In 1990 Chapuli would be a substitute gymnast for the team, remaining in Madrid training as she was not called to competitions such as the European Championships or the World Cup. Of the four substitutes in the team that year, only two could travel to the competitions. The starting team that year was Beatriz Barral, Lorea Elso, Teresa Fuster, Montserrat Martín, Arancha Marty and Vanesa Muñiz, with Marta Aberturas and Gemma Royo being substitutes. Débora Alonso was also part of the team, but like Cristina she was not called to the competitions that year.

In 1991 she a substitute gymnast, the two exercises for groups were six ribbons for the single-apparatus exercise and three balls and three ropes for the mixed-apparatus one. Their ribbon exercise used "Tango Jalousie", composed by Jacob Gade, for the music, while their mixed-apparatus one used the song "Campanas" by Víctor Bombi. To choreograph the dance steps of the six ribbons exercise, they had the help of Javier "Poty" Castillo, then a dancer with the National Ballet, although the team's usual choreographer was the Bulgarian Georgi Neykov. Before the World Championships, they won gold at the Karlsruhe tournament (ahead of the Soviet Union and Bulgaria) and three bronzes at the Gymnastic Masters in Stuttgart.

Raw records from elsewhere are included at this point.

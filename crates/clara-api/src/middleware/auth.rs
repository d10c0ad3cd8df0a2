//! Authentication middleware
//!
//! Bearer key check for `/api/*` when `server.api_key` is configured.

use axum::{
    extract::{Request, State},
    http::header,
    middleware::Next,
    response::Response,
};

use crate::error::ApiError;
use crate::server::AppState;

/// API key authentication middleware
pub async fn auth_middleware(
    State(state): State<AppState>,
    request: Request,
    next: Next,
) -> Result<Response, ApiError> {
    let provided = request
        .headers()
        .get(header::AUTHORIZATION)
        .and_then(|value| value.to_str().ok())
        .and_then(|value| value.strip_prefix("Bearer "));

    if validate_api_key(provided, state.config.server.api_key.as_deref()) {
        Ok(next.run(request).await)
    } else {
        Err(ApiError::AuthFailed)
    }
}

/// Simple API key validation
pub fn validate_api_key(provided: Option<&str>, expected: Option<&str>) -> bool {
    match (provided, expected) {
        (Some(p), Some(e)) => p == e,
        (_, None) => true,        // No key configured, allow
        (None, Some(_)) => false, // Key required but not provided
    }
}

On 12 October 1991, the Spanish team (consisting of Montserrat Martín, Débora Alonso, Isabel Gómez Pérez, Lorea Elso, Teresa Fuster and Gemma Royo, with Cristina and Marta Aberturas as the substitutes) won gold in the all-around at the World Championships in Athens. This medal was described by the media as historic, since it was the first time that Spain had won the World Championship in rhythmic gymnastics. The next day, they would also win silver in both of the two apparatus finals. After this achievement, at the end of 1991 they would tour in Switzerland.

She retired at the end of the year. After Boneva's death on 20 September 2019, Cristina and other former national gymnasts gathered to pay tribute to her during the Euskalgym held on 16 November 2019. The event took place before 8,500 attendees at the Bilbao Exhibition Center de Baracaldo and was followed by a dinner in Boneva's honor.

== Legacy and influence ==
The national rhythmic gymnastics group of 1991 won the first world title for Spanish rhythmic gymnastics at the World Championships in Athens. It was the first time a rhythmic gymnastics team from a Western country had prevailed over those from Eastern European countries. Reviews of this milestone appear in books such as Gimnasia rítmica deportiva: aspectos y evolución (1995) by Aurora Fernández del Valle, Enredando en la memoria (2015) by Paloma del Río and Pinceladas de rítmica (2017) by Montse and Manel Martín.